At 4 days old, I was able to hold my baby in my arms for the first and last time. I was stealing my last kisses, my last snuggles. Our parents were able to come to the hospital during this time and be there for us, and to be able to meet their grandson, along with saying their goodbyes. As I was saying my final goodbye with him laying in his bed, he looked up at us, smiling and started to move his mouth. It looked like he was telling us “I love you.” My baby boy, Bentley Bo, took his final breath at 5 days old on August 15, 2021 at 12:28 am. Going home with empty arms, a car full of his items from the hospital, to walk into the house with all his things waiting for him, to never be used. To have to find the courage and a way to explain to his brothers and sister that they will never be able to meet him, but he is always with us. To explain that we are a family of 6 even though we look to be a family of 5. To explain to our friends and family, to find a way to navigate life with a broken heart.
Over the next week, we planned his farewell. We choose to not have a funeral but to keep it very small and private, with potentially having a celebration of life at a later date and to be able to process this time with family and to be there for one another. Fast forward to today, almost six months later and my heart is still broken, I still cry everyday, my children cry, my husband, family and friends. I have his picture up in every room of the house. We continue to talk about him and often find ourselves asking what he would be doing now and should his body be able to handle ECMO. People say that it gets easier with time. It doesn’t. We just learn to live with the hurt, the unanswered questions and the what ifs? There is not a day that goes by that we think of the medical team, wonder how they are doing and wonder if they know that we are forever thankful for them doing all they could do. Used everything they could to protect him and to give him a fighting chance. I find myself sitting on the couch daydreaming, looking out the window thinking of him. Feeling that I am alone in this journey, but then I give myself a pinch to bring myself back to reality to remind myself that I’m not. There are others out there who have similar stories, who feel the same heartbreak as I do, who have the longing to hold their baby that they won’t be able to do until we are brought back together in heaven.

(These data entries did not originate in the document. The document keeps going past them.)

//! Client for Xray's `StatsService` gRPC API.
//!
//! Only the two unary calls the panel needs are modelled, so the messages
//! are declared by hand instead of generated from Xray's `.proto` files.

use std::collections::BTreeMap;
use std::fmt::Debug;
use std::sync::Arc;
use std::time::Duration;

use async_trait::async_trait;
use tonic::codegen::http::uri::PathAndQuery;
use tonic::transport::{Channel, Endpoint};

use super::config::API_TAG;
use super::process::XrayControl;
use crate::domain::{ClientDelta, TagTraffic, TrafficSample};
use crate::error::PanelError;

const QUERY_STATS: &str = "/xray.app.stats.command.StatsService/QueryStats";
const GET_ALL_ONLINE_USERS: &str = "/xray.app.stats.command.StatsService/GetAllOnlineUsers";

const SEPARATOR: &str = ">>>";

mod proto {
    #[derive(Clone, PartialEq, prost::Message)]
    pub struct QueryStatsRequest {
        #[prost(string, tag = "1")]
        pub pattern: String,
        #[prost(bool, tag = "2")]
        pub reset: bool,
    }

    #[derive(Clone, PartialEq, prost::Message)]
    pub struct Stat {
        #[prost(string, tag = "1")]
        pub name: String,
        #[prost(int64, tag = "2")]
        pub value: i64,
    }

    #[derive(Clone, PartialEq, prost::Message)]
    pub struct QueryStatsResponse {
        #[prost(message, repeated, tag = "1")]
        pub stat: Vec<Stat>,
    }

    #[derive(Clone, PartialEq, prost::Message)]
    pub struct GetAllOnlineUsersRequest {}

    #[derive(Clone, PartialEq, prost::Message)]
    pub struct GetAllOnlineUsersResponse {
        #[prost(string, repeated, tag = "1")]
        pub users: Vec<String>,
    }
}

/// Source of per-tick traffic samples.
#[async_trait]
pub trait TrafficSource: Send + Sync + Debug {
    /// Reads traffic since the last call when `reset` is set.
    ///
    /// # Errors
    ///
    /// [`PanelError::Unavailable`] when Xray is not running or unreachable,
    /// [`PanelError::Timeout`] when the call misses its deadline.
    async fn get_traffic(&self, reset: bool) -> Result<TrafficSample, PanelError>;
}

/// gRPC stats client bound to the supervised Xray.
#[derive(Debug)]
pub struct StatsClient {
    xray: Arc<dyn XrayControl>,
    timeout: Duration,
}

impl StatsClient {
    /// Creates a client that asks `xray` for its API port on every call.
    #[must_use]
    pub fn new(xray: Arc<dyn XrayControl>, timeout: Duration) -> Self {
        Self { xray, timeout }
    }

    async fn connect(&self) -> Result<Channel, PanelError> {
        if !self.xray.is_running() {
            return Err(PanelError::Unavailable("xray is not running".to_string()));
        }
        let port = self
            .xray
            .api_port()
            .ok_or_else(|| PanelError::Unavailable("xray api port unknown".to_string()))?;
        Endpoint::from_shared(format!("http://127.0.0.1:{port}"))
            .map_err(|e| PanelError::Internal(e.to_string()))?
            .connect_timeout(self.timeout)
            .timeout(self.timeout)
            .connect()
            .await
            .map_err(|e| PanelError::Unavailable(format!("dial xray api: {e}")))
    }

    async fn sample(&self, reset: bool) -> Result<TrafficSample, PanelError> {
        let channel = self.connect().await?;
        let stats: proto::QueryStatsResponse = unary(
            channel.clone(),
            QUERY_STATS,
            proto::QueryStatsRequest {
                pattern: String::new(),
                reset,
            },
        )
        .await?;
        let mut sample = fold_stats(&stats.stat);

        match unary::<_, proto::GetAllOnlineUsersResponse>(
            channel,
            GET_ALL_ONLINE_USERS,
            proto::GetAllOnlineUsersRequest {},
        )
        .await
        {
            Ok(online) => sample.online = online_emails(&online.users),
            Err(e) => tracing::debug!(error = %e, "online users unavailable"),
        }
        Ok(sample)
    }
}

#[async_trait]
impl TrafficSource for StatsClient {
    async fn get_traffic(&self, reset: bool) -> Result<TrafficSample, PanelError> {
        let sample = tokio::time::timeout(self.timeout, self.sample(reset))
            .await
            .map_err(|_| {
                PanelError::Timeout(format!("stats call exceeded {}s", self.timeout.as_secs()))
            })??;
        self.xray.set_online_clients(sample.online.clone());
        Ok(sample)
    }
}

async fn unary<Req, Resp>(channel: Channel, path: &'static str, request: Req) -> Result<Resp, PanelError>
where
    Req: prost::Message + Send + Sync + 'static,
    Resp: prost::Message + Default + Send + Sync + 'static,
{
    let mut grpc = tonic::client::Grpc::new(channel);
    grpc.ready()
        .await
        .map_err(|e| PanelError::Unavailable(format!("xray api not ready: {e}")))?;
    let codec = tonic::codec::ProstCodec::<Req, Resp>::default();
    grpc.unary(
        tonic::Request::new(request),
        PathAndQuery::from_static(path),
        codec,
    )
    .await
    .map(tonic::Response::into_inner)
    .map_err(|status| PanelError::Unavailable(format!("{path}: {}", status.message())))
}

/// Groups raw counters into per-tag and per-email deltas.
///
/// Counter names look like `inbound>>>tag>>>traffic>>>uplink` and
/// `user>>>email>>>traffic>>>downlink`. The API inbound is skipped.
fn fold_stats(stats: &[proto::Stat]) -> TrafficSample {
    let mut inbounds: BTreeMap<&str, (i64, i64)> = BTreeMap::new();
    let mut outbounds: BTreeMap<&str, (i64, i64)> = BTreeMap::new();
    let mut clients: BTreeMap<&str, (i64, i64)> = BTreeMap::new();

    for stat in stats {
        let parts: Vec<&str> = stat.name.split(SEPARATOR).collect();
        let [kind, key, "traffic", direction] = parts.as_slice() else {
            continue;
        };
        let bucket = match *kind {
            "inbound" if *key != API_TAG => &mut inbounds,
            "outbound" if *key != API_TAG => &mut outbounds,
            "user" => &mut clients,
            _ => continue,
        };
        let entry = bucket.entry(*key).or_default();
        let value = stat.value.max(0);
        match *direction {
            "uplink" => entry.0 = entry.0.saturating_add(value),
            "downlink" => entry.1 = entry.1.saturating_add(value),
            _ => {}
        }
    }

    let tags = |m: BTreeMap<&str, (i64, i64)>| -> Vec<TagTraffic> {
        m.into_iter()
            .map(|(tag, (up, down))| TagTraffic {
                tag: tag.to_string(),
                up,
                down,
            })
            .collect()
    };
    TrafficSample {
        inbounds: tags(inbounds),
        outbounds: tags(outbounds),
        clients: clients
            .into_iter()
            .map(|(email, (up, down))| ClientDelta {
                email: email.to_string(),
                up,
                down,
            })
            .collect(),
        online: Vec::new(),
    }
}

/// `user>>>email>>>online` entries to emails, sorted and deduplicated.
fn online_emails(users: &[String]) -> Vec<String> {
    let mut emails: Vec<String> = users
        .iter()
        .filter_map(|u| {
            let rest = u.strip_prefix("user>>>").unwrap_or(u);
            let email = rest.strip_suffix(">>>online").unwrap_or(rest);
            (!email.is_empty()).then(|| email.to_string())
        })
        .collect();
    emails.sort_unstable();
    emails.dedup();
    emails
}

#[cfg(test)]
#[allow(clippy::panic)]
mod tests {
    use super::*;
    use crate::xray::process::XraySupervisor;

    fn stat(name: &str, value: i64) -> proto::Stat {
        proto::Stat {
            name: name.to_string(),
            value,
        }
    }

    #[test]
    fn counters_are_grouped_by_kind() {
        let sample = fold_stats(&[
            stat("inbound>>>api>>>traffic>>>uplink", 99),
            stat("inbound>>>inbound-443>>>traffic>>>uplink", 10),
            stat("inbound>>>inbound-443>>>traffic>>>downlink", 20),
            stat("outbound>>>direct>>>traffic>>>downlink", 7),
            stat("user>>>a@x>>>traffic>>>uplink", 3),
            stat("user>>>a@x>>>traffic>>>downlink", 4),
            stat("user>>>b@x>>>traffic>>>downlink", 0),
            stat("malformed", 1),
        ]);
        assert_eq!(
            sample.inbounds,
            vec![TagTraffic {
                tag: "inbound-443".to_string(),
                up: 10,
                down: 20
            }]
        );
        assert_eq!(sample.outbounds.len(), 1);
        assert_eq!(sample.clients.len(), 2);
        assert_eq!(
            sample.clients.first().map(|c| (c.email.as_str(), c.up, c.down)),
            Some(("a@x", 3, 4))
        );
    }

    #[test]
    fn negative_counters_are_clamped() {
        let sample = fold_stats(&[stat("user>>>a>>>traffic>>>uplink", -5)]);
        assert_eq!(sample.clients.first().map(|c| c.up), Some(0));
    }

    #[test]
    fn online_names_are_stripped() {
        let users = vec![
            "user>>>b@x>>>online".to_string(),
            "user>>>a@x>>>online".to_string(),
            "user>>>a@x>>>online".to_string(),
        ];
        assert_eq!(online_emails(&users), vec!["a@x", "b@x"]);
    }

    #[tokio::test]
    async fn stopped_xray_is_unavailable() {
        let xray: Arc<dyn XrayControl> = Arc::new(XraySupervisor::with_paths(
            "/nonexistent".into(),
            "/nonexistent/config.json".into(),
            Duration::from_secs(1),
            Duration::from_secs(1),
        ));
        let client = StatsClient::new(xray, Duration::from_secs(1));
        assert!(matches!(
            client.get_traffic(true).await,
            Err(PanelError::Unavailable(_))
        ));
    }
}
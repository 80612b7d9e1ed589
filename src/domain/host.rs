//! Narrow view of the host machine.
//!
//! Firewall and domain lookups are shell-outs in a full install. The panel
//! core only needs two answers from the host, so they sit behind a trait that
//! tests and container deployments replace.

use async_trait::async_trait;

use crate::error::PanelError;

/// Host capabilities the panel core may use.
#[async_trait]
pub trait Host: Send + Sync + std::fmt::Debug {
    /// Public domain (or address) clients should connect to, if known.
    async fn panel_domain(&self) -> Option<String>;

    /// Opens `port` in the host firewall.
    ///
    /// # Errors
    ///
    /// Returns [`PanelError`] if the firewall refused the change.
    async fn allow_port(&self, port: u16) -> Result<(), PanelError>;
}

/// Host with a fixed domain and no firewall.
#[derive(Debug, Clone, Default)]
pub struct StaticHost {
    domain: Option<String>,
}

impl StaticHost {
    /// Creates a host answering `domain` for [`Host::panel_domain`].
    #[must_use]
    pub fn new(domain: Option<String>) -> Self {
        Self { domain }
    }

    /// Reads `PANEL_DOMAIN` from the environment.
    #[must_use]
    pub fn from_env() -> Self {
        Self::new(std::env::var("PANEL_DOMAIN").ok().filter(|d| !d.is_empty()))
    }
}

#[async_trait]
impl Host for StaticHost {
    async fn panel_domain(&self) -> Option<String> {
        self.domain.clone()
    }

    async fn allow_port(&self, port: u16) -> Result<(), PanelError> {
        tracing::debug!(port, "firewall management disabled; port not opened");
        Ok(())
    }
}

I am thankful to have my three children earth side, to have my nephews and nieces to have as distraction and our family to lift us up when we are feeling down. I pray daily for not only my health and mental clarity, but for all the other parents out there in the same boat. You’re not alone in this walk of life, I am right there with you. May all our babies rest in peace, play together in the fields of flowers, with the sunshine on their beautiful faces waiting for the day we can be there with them, but until that day, they are carried in our hearts never to be forgotten.